The Company has not received any communications alleging that the Company has
violated or infringed or that the Company would, by conducting its business as
proposed, violate or infringe any of the patents, trademarks, service marks,
trade names, copyrights or trade secrets or other proprietary rights of any
other person or entity.  Neither the execution nor delivery of this Agreement,
nor the carrying on of the Company's business by the employees of and
consultants to the Company, nor the conduct of the Company's business as now
conducted or as proposed, will, to the Company's knowledge, conflict with or
result in a breach of the terms, conditions, or provisions of, or constitute a
default under, any contract, covenant, or instrument under which any of such
employees is now obligated.  The Company does not believe it is or will be
necessary to utilize any inventions of any of its employees (or people it
currently intends to hire) made prior to their employment by the Company.


                                          4.

<PAGE>

    2.14 EMPLOYEE AND CONSULTANT AGREEMENTS.  All employees and consultants of
the Company have entered into proprietary information and inventions agreements,
substantially in the Company's standard forms and, to the best of the Company's
knowledge, none of the Company's current or former employees or consultants is
in violation of such agreements.

    2.15 DISCLOSURE.  None of the representations or warranties made by the
Company in this Agreement and no information in the Exhibits hereto contain any
untrue statement of a material fact or omit to state a material fact necessary
in order to make the statements contained herein and therein not misleading.

    2.16 BROKERS OR FINDERS.  The Company has not entered into any agreement or
arrangement giving rise to any liability for brokerage or finders' fees or
agents' commissions or any similar charges in connection with the Agreements.

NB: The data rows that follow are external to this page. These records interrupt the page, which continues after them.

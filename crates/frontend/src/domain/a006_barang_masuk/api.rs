use crate::shared::api_utils::{api_url, read_save_response, SaveOutcome};
use contracts::domain::a006_barang_masuk::aggregate::BarangMasukId;
use contracts::domain::a006_barang_masuk::dto::{
    BarangMasukDto, BarangMasukFilter, BarangMasukRow, BarangMasukView,
};
use contracts::shared::pagination::Paginated;
use gloo_net::http::Request;

/// One page of the incoming-goods listing
pub async fn list(filter: &BarangMasukFilter) -> Result<Paginated<BarangMasukRow>, String> {
    let query = serde_qs::to_string(filter).map_err(|e| format!("Bad filter: {}", e))?;
    let url = api_url(&format!("/api/barang-masuk?{}", query));

    let response = Request::get(&url)
        .send()
        .await
        .map_err(|e| format!("Request failed: {}", e))?;

    if !response.ok() {
        return Err(format!("HTTP error: {}", response.status()));
    }

    response
        .json()
        .await
        .map_err(|e| format!("Failed to parse response: {}", e))
}

/// The full nested record, fetched on demand for the detail modal
pub async fn view(id: BarangMasukId) -> Result<BarangMasukView, String> {
    let url = api_url(&format!("/api/barang-masuk/{}", id.value()));
    let response = Request::get(&url)
        .send()
        .await
        .map_err(|e| format!("Request failed: {}", e))?;

    if !response.ok() {
        return Err(format!("HTTP error: {}", response.status()));
    }

    response
        .json()
        .await
        .map_err(|e| format!("Failed to parse response: {}", e))
}

/// Create or update; HTTP 422 surfaces as `SaveOutcome::Invalid`
pub async fn save(dto: &BarangMasukDto) -> Result<SaveOutcome, String> {
    let response = Request::post(&api_url("/api/barang-masuk"))
        .json(dto)
        .map_err(|e| format!("Bad payload: {}", e))?
        .send()
        .await
        .map_err(|e| format!("Request failed: {}", e))?;

    read_save_response(response).await
}

pub async fn delete(id: BarangMasukId) -> Result<(), String> {
    let url = api_url(&format!("/api/barang-masuk/{}", id.value()));
    let response = Request::delete(&url)
        .send()
        .await
        .map_err(|e| format!("Request failed: {}", e))?;

    if !response.ok() {
        return Err(format!("HTTP error: {}", response.status()));
    }
    Ok(())
}
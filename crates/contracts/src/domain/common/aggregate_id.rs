use serde::{de::DeserializeOwned, Serialize};
use std::hash::Hash;

/// Trait for aggregate identifier types
pub trait AggregateId:
    Clone + Copy + PartialEq + Eq + Hash + Serialize + DeserializeOwned + std::fmt::Debug
{
    /// Convert the ID to a string
    fn as_string(&self) -> String;

    /// Parse the ID from a string
    fn from_string(s: &str) -> Result<Self, String>;
}

impl AggregateId for uuid::Uuid {
    fn as_string(&self) -> String {
        ToString::to_string(self)
    }

    fn from_string(s: &str) -> Result<Self, String> {
        uuid::Uuid::parse_str(s).map_err(|e| format!("Invalid UUID: {}", e))
    }
}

    2.17 NO DIVIDENDS.  The Company has not made any declaration, setting aside
for payment or other distribution in respect of any of the Company's capital
stock or any direct or indirect redemption, repurchase or other acquisition of
any of such stock.

    2.18 CONTRACTS.  Except as listed on Exhibit C, the Company is not party to
any contract or agreement (i) with expected receipts or expenditures in excess
of $10,000, (ii) involving a license or grant of rights to or from the Company
involving patents, trademarks, copyrights, or other proprietary information
applicable to the business of the Company, (iii) with provisions restricting or
affecting the development, manufacture, or distribution of the Company's
products or services, or (iv) that provides indemnification by the Company with
respect to infringements of proprietary rights.

    2.19 EMPLOYEE COMPENSATION PLANS.  Except as listed on Exhibit C, the
Company is not party to or bound by any currently effective employment
contracts, deferred compensation agreements, bonus plans, incentive plans,
profit sharing plans, retirement agreements, or other employee compensation
agreements.  Subject to general principles related to wrongful termination of
employees, the employment of each officer and employee of the Company is
terminable at the will of the Company.

    2.20 RELATED-PARTY TRANSACTIONS.  No employee, officer, or director of the
Company or member of his or her immediate family is indebted to the Company, nor
is the Company indebted (or committed to make loans or extend or guarantee
credit) to any of them.  To the best of the Company's knowledge, none of such
persons has any direct or indirect ownership interest in any firm or corporation
with which the Company is affiliated or with which the Company has a business
relationship, or any firm or corporation that competes with the Company, except
that employees, officers, or directors of the Company and members of their
immediate families may own stock in publicly traded companies that may have
business relationships with or may compete with the Company.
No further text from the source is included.